§ **Task goal**
When the string "prefix" occurs in a line of the records, show that line.

(Collected data)

-- Opening Marker --

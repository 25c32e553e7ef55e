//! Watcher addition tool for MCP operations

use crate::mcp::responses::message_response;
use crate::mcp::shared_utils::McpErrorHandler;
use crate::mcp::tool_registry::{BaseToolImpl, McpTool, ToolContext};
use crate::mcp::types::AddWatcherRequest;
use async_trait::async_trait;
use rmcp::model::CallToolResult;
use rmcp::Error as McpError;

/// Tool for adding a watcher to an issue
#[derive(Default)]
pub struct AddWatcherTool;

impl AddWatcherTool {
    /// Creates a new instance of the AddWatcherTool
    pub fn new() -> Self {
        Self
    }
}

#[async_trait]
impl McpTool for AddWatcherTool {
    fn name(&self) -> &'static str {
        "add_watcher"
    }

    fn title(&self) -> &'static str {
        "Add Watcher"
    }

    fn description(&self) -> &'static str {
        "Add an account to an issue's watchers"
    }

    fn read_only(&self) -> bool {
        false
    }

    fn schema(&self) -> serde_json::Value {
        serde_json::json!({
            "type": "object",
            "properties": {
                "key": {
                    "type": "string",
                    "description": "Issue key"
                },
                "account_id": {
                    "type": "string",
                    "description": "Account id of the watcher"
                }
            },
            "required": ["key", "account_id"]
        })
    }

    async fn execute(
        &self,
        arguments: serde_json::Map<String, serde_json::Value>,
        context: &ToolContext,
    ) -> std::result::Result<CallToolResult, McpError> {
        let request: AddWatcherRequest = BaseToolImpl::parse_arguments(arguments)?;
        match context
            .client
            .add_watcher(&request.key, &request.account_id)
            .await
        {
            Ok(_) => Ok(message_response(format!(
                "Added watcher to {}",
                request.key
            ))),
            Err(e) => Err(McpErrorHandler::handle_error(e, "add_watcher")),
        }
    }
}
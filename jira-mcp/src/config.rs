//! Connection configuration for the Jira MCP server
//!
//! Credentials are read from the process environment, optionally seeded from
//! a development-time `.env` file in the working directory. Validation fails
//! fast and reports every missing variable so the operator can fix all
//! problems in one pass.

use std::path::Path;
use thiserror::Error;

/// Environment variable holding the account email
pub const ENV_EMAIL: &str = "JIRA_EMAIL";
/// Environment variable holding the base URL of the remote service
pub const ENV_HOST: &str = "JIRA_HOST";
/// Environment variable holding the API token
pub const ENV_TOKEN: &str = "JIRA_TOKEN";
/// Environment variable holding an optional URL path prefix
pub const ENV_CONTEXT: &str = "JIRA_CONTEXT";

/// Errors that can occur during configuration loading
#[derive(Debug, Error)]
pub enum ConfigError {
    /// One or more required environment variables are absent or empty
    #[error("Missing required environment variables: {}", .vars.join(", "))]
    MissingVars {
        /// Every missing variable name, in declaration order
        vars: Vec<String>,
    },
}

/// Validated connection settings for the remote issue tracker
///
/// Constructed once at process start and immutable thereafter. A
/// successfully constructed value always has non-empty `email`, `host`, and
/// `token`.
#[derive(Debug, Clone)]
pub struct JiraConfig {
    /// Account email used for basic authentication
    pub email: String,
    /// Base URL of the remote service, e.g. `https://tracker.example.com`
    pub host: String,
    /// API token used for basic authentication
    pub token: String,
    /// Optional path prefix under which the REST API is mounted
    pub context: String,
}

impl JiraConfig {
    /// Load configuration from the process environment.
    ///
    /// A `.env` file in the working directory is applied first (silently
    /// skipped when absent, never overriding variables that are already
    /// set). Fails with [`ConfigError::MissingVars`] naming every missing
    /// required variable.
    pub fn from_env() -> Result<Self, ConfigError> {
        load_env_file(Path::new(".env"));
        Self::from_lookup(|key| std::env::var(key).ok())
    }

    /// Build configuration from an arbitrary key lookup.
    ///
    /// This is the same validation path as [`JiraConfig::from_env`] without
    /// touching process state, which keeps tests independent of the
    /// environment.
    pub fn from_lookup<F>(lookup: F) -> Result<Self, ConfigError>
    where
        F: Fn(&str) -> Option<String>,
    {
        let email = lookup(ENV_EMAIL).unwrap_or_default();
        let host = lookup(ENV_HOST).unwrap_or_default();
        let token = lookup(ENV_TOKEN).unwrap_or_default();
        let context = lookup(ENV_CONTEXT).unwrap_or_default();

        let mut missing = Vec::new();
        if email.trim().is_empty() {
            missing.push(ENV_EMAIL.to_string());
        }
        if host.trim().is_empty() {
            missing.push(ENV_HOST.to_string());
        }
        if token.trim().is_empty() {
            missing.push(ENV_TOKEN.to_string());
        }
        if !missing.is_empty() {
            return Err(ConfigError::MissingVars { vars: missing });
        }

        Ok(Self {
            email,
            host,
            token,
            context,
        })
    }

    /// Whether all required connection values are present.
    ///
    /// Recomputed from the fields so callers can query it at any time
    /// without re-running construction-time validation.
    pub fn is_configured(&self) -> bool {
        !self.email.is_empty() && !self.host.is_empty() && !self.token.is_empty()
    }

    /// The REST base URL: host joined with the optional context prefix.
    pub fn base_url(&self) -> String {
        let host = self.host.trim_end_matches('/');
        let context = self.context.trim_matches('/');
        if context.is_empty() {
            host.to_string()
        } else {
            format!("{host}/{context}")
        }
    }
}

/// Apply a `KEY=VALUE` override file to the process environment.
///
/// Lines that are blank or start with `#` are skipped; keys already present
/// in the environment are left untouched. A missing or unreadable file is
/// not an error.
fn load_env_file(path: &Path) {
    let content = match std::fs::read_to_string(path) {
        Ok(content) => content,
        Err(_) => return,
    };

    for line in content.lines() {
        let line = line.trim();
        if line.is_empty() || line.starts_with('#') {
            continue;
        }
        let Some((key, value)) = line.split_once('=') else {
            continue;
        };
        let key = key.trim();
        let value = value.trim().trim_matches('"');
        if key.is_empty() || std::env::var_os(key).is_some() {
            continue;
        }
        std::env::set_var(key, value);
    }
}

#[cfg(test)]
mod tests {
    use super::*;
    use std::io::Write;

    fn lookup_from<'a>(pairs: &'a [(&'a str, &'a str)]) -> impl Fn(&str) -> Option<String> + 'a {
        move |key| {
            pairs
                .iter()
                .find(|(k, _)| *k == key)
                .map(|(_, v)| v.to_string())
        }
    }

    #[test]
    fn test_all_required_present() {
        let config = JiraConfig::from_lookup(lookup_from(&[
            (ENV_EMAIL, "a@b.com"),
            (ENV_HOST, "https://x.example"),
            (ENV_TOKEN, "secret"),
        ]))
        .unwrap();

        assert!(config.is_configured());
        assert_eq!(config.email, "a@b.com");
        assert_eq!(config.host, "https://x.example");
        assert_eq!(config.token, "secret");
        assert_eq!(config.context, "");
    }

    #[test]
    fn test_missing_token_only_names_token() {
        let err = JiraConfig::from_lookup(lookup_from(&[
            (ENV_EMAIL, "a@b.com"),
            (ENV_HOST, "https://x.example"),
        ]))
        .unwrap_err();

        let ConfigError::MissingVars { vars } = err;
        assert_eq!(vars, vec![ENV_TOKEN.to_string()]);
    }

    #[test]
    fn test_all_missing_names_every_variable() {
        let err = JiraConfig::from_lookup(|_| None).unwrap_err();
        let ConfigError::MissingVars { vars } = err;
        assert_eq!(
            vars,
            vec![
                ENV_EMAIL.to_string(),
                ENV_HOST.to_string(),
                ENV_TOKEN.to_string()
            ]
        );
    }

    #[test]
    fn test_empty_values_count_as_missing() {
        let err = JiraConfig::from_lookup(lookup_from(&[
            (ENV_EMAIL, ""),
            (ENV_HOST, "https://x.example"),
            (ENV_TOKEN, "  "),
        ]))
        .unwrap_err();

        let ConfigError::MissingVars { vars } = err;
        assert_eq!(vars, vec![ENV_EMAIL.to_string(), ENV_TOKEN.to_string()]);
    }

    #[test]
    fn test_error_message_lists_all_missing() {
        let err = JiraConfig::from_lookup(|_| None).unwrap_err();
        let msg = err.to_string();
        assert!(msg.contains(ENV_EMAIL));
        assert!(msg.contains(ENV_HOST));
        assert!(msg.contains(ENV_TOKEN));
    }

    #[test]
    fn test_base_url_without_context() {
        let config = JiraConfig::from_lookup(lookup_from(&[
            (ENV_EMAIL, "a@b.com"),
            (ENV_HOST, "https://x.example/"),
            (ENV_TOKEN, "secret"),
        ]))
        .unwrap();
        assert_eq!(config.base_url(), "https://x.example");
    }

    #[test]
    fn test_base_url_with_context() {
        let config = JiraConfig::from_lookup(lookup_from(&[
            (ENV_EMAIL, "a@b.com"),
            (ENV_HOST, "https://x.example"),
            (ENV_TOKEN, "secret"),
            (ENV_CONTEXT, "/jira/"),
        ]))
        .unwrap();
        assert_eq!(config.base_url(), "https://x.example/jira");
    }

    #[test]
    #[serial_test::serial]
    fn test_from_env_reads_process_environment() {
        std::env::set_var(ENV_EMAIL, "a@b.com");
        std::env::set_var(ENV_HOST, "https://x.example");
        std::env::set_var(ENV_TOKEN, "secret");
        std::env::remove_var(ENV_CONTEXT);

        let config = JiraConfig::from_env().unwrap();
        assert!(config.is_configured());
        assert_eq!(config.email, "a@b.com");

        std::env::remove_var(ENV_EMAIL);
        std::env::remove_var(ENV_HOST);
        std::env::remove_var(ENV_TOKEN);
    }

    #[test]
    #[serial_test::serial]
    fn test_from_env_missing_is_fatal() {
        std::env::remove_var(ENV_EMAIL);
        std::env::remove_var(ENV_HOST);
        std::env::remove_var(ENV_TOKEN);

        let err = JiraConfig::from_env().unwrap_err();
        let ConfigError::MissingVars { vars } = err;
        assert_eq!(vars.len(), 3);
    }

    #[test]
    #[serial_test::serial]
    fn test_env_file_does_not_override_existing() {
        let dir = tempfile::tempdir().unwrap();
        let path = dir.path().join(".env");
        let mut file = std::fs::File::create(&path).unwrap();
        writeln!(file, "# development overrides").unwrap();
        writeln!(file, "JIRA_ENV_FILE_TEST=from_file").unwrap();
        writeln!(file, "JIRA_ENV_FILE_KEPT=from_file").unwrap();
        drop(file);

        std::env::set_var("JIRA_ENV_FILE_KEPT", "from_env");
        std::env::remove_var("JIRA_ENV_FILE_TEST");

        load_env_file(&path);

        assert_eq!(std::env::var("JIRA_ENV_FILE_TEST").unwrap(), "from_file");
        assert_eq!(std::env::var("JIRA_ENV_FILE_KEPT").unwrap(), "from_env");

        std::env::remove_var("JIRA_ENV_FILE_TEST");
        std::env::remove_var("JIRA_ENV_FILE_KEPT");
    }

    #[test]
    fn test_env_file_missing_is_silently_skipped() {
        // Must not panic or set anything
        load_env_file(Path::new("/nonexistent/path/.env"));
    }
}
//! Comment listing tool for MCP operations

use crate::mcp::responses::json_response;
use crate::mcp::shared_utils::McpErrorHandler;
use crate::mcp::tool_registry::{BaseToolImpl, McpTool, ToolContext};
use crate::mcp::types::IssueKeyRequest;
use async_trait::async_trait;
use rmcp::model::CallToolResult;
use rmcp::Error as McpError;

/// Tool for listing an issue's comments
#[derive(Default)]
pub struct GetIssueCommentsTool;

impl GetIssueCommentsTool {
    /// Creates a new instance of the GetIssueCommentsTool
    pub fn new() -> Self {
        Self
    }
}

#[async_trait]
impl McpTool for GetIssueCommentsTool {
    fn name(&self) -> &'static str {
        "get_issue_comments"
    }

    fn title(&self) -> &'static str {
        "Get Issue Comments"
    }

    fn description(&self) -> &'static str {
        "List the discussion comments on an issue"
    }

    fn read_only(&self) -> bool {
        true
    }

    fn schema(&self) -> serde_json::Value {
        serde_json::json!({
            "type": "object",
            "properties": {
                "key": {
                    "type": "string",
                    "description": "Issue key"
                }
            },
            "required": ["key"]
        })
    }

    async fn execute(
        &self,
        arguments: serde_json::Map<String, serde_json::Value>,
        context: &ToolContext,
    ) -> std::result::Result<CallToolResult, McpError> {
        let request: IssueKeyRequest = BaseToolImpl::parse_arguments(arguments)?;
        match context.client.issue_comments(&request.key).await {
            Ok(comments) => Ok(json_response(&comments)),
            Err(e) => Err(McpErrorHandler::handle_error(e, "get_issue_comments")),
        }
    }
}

-- Closing Marker --

§ **Task output**
/// Environment variable holding an optional URL path prefix
    /// Optional path prefix under which the REST API is mounted
    /// The REST base URL: host joined with the optional context prefix.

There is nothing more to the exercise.